--- DATASET EXTRACT ---
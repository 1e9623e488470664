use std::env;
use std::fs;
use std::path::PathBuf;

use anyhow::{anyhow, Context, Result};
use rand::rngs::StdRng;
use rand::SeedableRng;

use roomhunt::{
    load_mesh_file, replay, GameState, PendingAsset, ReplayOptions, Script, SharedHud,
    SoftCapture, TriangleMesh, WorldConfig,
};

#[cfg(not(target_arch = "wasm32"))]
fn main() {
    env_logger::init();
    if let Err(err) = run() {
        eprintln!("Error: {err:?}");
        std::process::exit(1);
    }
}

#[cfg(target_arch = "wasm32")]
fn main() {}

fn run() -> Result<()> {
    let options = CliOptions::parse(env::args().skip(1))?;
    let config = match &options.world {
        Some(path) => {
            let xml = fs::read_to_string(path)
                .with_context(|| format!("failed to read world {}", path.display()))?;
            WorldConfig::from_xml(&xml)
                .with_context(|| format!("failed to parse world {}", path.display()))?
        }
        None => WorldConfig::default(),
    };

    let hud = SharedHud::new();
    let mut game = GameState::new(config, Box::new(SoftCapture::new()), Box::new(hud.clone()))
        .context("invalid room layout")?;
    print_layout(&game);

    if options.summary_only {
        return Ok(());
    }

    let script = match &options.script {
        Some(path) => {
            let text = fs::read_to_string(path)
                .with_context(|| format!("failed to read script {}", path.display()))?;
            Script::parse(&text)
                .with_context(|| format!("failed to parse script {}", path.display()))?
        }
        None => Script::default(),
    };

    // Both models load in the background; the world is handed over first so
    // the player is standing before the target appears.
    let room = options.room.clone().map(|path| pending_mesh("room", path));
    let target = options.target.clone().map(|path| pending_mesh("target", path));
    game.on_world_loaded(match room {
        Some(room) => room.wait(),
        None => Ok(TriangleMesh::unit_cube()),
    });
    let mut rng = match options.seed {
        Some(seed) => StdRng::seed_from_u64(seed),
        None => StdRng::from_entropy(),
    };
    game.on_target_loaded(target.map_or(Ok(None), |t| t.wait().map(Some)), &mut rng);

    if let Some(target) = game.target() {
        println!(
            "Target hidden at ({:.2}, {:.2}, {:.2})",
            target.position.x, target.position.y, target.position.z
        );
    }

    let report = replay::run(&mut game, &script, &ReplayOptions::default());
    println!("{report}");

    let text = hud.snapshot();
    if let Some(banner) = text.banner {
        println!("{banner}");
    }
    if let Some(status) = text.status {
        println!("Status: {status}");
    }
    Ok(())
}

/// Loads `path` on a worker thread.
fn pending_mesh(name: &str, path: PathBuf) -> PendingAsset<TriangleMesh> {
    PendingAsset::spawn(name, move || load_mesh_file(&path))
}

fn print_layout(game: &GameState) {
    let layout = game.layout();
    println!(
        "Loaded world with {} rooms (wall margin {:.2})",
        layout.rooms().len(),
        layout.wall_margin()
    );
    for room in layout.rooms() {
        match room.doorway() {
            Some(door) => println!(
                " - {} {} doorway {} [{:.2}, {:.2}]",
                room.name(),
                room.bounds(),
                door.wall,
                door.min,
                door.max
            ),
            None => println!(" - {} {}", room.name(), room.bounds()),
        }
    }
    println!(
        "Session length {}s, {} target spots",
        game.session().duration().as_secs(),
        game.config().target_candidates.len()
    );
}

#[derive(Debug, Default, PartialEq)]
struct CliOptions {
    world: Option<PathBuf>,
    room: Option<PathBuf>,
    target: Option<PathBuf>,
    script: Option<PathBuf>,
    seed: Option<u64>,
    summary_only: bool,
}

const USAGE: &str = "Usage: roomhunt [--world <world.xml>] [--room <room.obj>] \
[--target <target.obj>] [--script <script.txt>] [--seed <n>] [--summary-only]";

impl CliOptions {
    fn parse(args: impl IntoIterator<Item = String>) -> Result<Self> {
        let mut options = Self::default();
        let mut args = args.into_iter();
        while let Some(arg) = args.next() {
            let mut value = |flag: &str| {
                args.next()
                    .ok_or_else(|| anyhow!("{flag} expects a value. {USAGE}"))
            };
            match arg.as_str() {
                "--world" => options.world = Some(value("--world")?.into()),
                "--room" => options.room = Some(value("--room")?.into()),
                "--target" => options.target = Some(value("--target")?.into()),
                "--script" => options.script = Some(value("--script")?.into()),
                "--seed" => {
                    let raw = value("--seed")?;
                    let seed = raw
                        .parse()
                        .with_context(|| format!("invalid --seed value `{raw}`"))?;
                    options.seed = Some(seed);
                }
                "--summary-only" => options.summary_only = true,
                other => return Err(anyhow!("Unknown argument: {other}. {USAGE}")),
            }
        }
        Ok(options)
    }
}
---
--- DATASET EXTRACT ---
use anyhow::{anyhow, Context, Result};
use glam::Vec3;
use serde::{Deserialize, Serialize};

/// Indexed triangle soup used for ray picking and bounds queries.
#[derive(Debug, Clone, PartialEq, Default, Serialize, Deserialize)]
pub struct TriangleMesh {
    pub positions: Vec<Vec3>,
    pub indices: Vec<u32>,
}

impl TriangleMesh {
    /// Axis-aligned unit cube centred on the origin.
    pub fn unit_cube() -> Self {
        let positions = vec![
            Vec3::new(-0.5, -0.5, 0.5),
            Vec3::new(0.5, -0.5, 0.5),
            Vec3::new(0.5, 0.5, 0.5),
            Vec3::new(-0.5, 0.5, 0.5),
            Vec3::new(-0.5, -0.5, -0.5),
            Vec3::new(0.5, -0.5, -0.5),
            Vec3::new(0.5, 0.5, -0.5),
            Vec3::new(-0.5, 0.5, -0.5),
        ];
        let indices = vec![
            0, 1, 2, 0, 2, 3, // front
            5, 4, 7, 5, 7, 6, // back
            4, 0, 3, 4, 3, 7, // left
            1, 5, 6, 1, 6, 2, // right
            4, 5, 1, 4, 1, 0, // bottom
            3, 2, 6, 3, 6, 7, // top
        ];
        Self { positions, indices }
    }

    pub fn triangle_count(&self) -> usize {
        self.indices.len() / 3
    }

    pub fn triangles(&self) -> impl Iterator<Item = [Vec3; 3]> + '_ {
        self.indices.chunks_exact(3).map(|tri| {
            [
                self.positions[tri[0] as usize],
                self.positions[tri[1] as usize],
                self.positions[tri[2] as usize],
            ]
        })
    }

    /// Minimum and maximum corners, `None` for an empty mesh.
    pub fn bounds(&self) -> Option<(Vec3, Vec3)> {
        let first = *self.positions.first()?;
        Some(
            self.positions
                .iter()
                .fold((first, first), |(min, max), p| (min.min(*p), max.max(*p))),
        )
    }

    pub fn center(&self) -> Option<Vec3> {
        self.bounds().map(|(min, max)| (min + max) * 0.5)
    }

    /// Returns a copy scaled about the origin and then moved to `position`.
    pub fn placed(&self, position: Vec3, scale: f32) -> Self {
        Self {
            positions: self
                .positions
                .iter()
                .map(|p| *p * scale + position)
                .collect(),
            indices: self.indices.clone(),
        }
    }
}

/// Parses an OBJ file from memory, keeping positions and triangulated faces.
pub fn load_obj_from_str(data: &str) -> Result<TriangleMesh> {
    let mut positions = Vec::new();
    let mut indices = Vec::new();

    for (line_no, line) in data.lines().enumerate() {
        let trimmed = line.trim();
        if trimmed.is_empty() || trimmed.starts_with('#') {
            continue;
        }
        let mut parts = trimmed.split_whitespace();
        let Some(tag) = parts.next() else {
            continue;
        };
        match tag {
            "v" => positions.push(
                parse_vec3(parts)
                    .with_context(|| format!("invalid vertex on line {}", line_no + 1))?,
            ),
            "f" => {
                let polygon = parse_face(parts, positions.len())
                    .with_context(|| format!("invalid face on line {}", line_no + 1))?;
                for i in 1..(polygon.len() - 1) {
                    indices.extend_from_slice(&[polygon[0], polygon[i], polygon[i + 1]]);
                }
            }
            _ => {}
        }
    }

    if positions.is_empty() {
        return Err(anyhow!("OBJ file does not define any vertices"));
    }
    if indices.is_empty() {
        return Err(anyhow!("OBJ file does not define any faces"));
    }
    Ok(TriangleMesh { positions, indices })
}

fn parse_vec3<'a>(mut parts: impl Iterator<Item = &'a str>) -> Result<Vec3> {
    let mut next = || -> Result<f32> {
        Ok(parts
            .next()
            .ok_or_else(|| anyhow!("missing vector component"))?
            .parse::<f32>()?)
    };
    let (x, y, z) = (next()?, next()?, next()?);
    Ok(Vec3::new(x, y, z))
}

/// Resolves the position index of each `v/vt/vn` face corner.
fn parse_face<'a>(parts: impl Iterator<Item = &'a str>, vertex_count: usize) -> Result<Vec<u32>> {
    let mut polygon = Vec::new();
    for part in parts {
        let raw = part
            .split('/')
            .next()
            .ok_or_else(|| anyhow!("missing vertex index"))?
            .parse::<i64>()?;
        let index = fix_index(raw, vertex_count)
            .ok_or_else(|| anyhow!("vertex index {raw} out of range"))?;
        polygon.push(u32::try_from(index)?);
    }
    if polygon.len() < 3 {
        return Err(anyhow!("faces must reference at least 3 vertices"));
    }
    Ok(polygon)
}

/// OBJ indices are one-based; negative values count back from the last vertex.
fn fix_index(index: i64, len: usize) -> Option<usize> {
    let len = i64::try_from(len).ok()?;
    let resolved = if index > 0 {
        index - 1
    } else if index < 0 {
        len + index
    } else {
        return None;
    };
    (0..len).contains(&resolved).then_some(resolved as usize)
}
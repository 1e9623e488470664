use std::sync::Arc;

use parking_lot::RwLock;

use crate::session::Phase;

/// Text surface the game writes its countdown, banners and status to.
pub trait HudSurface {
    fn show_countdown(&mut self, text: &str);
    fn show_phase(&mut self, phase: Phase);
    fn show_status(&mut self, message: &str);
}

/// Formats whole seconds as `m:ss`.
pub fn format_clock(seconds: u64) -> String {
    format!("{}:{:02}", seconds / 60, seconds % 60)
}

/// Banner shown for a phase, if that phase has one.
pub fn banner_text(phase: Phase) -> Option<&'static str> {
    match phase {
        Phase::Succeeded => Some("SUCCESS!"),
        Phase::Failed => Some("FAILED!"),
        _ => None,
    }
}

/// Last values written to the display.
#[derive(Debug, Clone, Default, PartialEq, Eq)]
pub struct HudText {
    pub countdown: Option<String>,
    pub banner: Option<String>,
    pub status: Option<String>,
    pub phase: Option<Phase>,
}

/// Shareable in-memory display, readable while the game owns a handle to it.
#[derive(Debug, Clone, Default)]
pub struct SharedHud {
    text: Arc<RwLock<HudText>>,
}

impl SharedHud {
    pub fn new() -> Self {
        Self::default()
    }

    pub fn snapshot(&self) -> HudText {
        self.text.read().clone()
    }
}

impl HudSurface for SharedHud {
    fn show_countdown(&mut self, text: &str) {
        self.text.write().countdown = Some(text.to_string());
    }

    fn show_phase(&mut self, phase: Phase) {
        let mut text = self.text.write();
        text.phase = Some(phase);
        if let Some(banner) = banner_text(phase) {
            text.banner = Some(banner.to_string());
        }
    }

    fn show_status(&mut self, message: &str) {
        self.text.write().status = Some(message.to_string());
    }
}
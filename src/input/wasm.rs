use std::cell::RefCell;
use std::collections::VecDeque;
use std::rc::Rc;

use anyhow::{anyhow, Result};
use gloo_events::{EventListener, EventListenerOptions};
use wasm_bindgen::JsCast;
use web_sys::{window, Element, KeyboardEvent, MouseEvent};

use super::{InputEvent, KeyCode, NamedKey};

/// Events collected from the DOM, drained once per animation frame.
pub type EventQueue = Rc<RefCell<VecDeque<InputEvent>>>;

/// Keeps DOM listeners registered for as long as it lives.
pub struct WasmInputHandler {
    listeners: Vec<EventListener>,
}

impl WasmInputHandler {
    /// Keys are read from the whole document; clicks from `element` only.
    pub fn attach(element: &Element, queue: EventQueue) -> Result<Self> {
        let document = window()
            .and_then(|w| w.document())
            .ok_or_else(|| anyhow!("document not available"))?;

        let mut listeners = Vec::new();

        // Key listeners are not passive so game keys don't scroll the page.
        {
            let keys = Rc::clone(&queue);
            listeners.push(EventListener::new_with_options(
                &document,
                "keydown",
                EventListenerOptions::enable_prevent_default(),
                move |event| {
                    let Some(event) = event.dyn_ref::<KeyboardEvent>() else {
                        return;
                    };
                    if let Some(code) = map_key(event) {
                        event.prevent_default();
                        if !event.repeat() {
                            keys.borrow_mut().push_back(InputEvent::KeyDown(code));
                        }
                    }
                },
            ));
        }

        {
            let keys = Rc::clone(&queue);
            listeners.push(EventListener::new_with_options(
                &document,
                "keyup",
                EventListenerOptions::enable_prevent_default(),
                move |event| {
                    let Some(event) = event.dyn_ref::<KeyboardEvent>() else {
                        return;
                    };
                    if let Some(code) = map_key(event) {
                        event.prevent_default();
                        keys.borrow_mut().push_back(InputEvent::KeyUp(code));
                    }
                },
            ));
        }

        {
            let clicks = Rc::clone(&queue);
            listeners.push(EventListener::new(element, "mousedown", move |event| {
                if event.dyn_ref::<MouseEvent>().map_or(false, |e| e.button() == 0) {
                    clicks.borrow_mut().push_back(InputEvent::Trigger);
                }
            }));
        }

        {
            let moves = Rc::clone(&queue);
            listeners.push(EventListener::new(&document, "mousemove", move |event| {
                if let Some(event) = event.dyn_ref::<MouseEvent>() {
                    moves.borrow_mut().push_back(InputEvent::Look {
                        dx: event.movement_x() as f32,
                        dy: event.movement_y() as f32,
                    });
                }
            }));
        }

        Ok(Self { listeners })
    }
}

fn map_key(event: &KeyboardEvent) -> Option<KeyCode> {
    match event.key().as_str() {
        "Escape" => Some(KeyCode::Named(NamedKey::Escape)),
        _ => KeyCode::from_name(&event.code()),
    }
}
---
YOUR ASSIGNMENT: Could you repeat exactly the lines above from the line with "self.text.write().countdown = Some(text.to_string());" up to and including the line with "pub fn attach(element: &Element, queue: EventQueue)", and only those?

ANSWER BOX:
        self.text.write().countdown = Some(text.to_string());
    }

    fn show_phase(&mut self, phase: Phase) {
        let mut text = self.text.write();
        text.phase = Some(phase);
        if let Some(banner) = banner_text(phase) {
            text.banner = Some(banner.to_string());
        }
    }

    fn show_status(&mut self, message: &str) {
        self.text.write().status = Some(message.to_string());
    }
}
filename src/input/wasm.rs
use std::cell::RefCell;
use std::collections::VecDeque;
use std::rc::Rc;

use anyhow::{anyhow, Result};
use gloo_events::{EventListener, EventListenerOptions};
use wasm_bindgen::JsCast;
use web_sys::{window, Element, KeyboardEvent, MouseEvent};

use super::{InputEvent, KeyCode, NamedKey};

/// Events collected from the DOM, drained once per animation frame.
pub type EventQueue = Rc<RefCell<VecDeque<InputEvent>>>;

/// Keeps DOM listeners registered for as long as it lives.
pub struct WasmInputHandler {
    listeners: Vec<EventListener>,
}

impl WasmInputHandler {
    /// Keys are read from the whole document; clicks from `element` only.
    pub fn attach(element: &Element, queue: EventQueue) -> Result<Self> {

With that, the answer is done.